Exercise description
What is needed here is every line of the records that includes "fired".

Provided records
#####
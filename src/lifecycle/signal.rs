use std::fmt;
use std::time::Duration;
use tokio::time::{sleep_until, Instant};
use tokio_util::sync::CancellationToken;

/// Why a [`CancelSignal`] fired
#[derive(Debug, Clone, Copy, PartialEq, Eq)]
pub enum CancelCause {
    Cancelled,
    DeadlineExceeded,
}

impl fmt::Display for CancelCause {
    fn fmt(&self, f: &mut fmt::Formatter<'_>) -> fmt::Result {
        match self {
            CancelCause::Cancelled => f.write_str("cancelled"),
            CancelCause::DeadlineExceeded => f.write_str("deadline exceeded"),
        }
    }
}

/// Caller-side cancellation: a cancellation token with an optional deadline.
///
/// Derived signals (see [`CancelSignal::with_timeout`]) use a child token, so
/// cancelling the parent fires every derived signal while cancelling a derived
/// signal leaves the parent untouched. A derived deadline is never later than
/// the parent's.
#[derive(Debug, Clone, Default)]
pub struct CancelSignal {
    token: CancellationToken,
    deadline: Option<Instant>,
}

impl CancelSignal {
    /// A signal that only fires when cancelled explicitly
    pub fn new() -> Self {
        Self::default()
    }

    pub fn from_token(token: CancellationToken) -> Self {
        Self {
            token,
            deadline: None,
        }
    }

    /// Derive a signal that also fires after `timeout`
    pub fn with_timeout(&self, timeout: Duration) -> Self {
        self.with_deadline(Instant::now() + timeout)
    }

    /// Derive a signal that also fires at `deadline`, keeping the earlier of
    /// the two deadlines.
    pub fn with_deadline(&self, deadline: Instant) -> Self {
        let deadline = match self.deadline {
            Some(existing) if existing <= deadline => existing,
            _ => deadline,
        };
        Self {
            token: self.token.child_token(),
            deadline: Some(deadline),
        }
    }

    pub fn cancel(&self) {
        self.token.cancel();
    }

    pub fn token(&self) -> &CancellationToken {
        &self.token
    }

    pub fn deadline(&self) -> Option<Instant> {
        self.deadline
    }

    /// The cause if the signal has already fired. Explicit cancellation wins
    /// over an elapsed deadline.
    pub fn cause(&self) -> Option<CancelCause> {
        if self.token.is_cancelled() {
            return Some(CancelCause::Cancelled);
        }
        match self.deadline {
            Some(deadline) if Instant::now() >= deadline => Some(CancelCause::DeadlineExceeded),
            _ => None,
        }
    }

    pub fn is_done(&self) -> bool {
        self.cause().is_some()
    }

    /// Resolve once the signal fires
    pub async fn done(&self) -> CancelCause {
        if let Some(cause) = self.cause() {
            return cause;
        }
        match self.deadline {
            Some(deadline) => tokio::select! {
                biased;
                _ = self.token.cancelled() => CancelCause::Cancelled,
                _ = sleep_until(deadline) => CancelCause::DeadlineExceeded,
            },
            None => {
                self.token.cancelled().await;
                CancelCause::Cancelled
            }
        }
    }
}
#####
Completed exercise
/// Why a [`CancelSignal`] fired
    /// The cause if the signal has already fired. Explicit cancellation wins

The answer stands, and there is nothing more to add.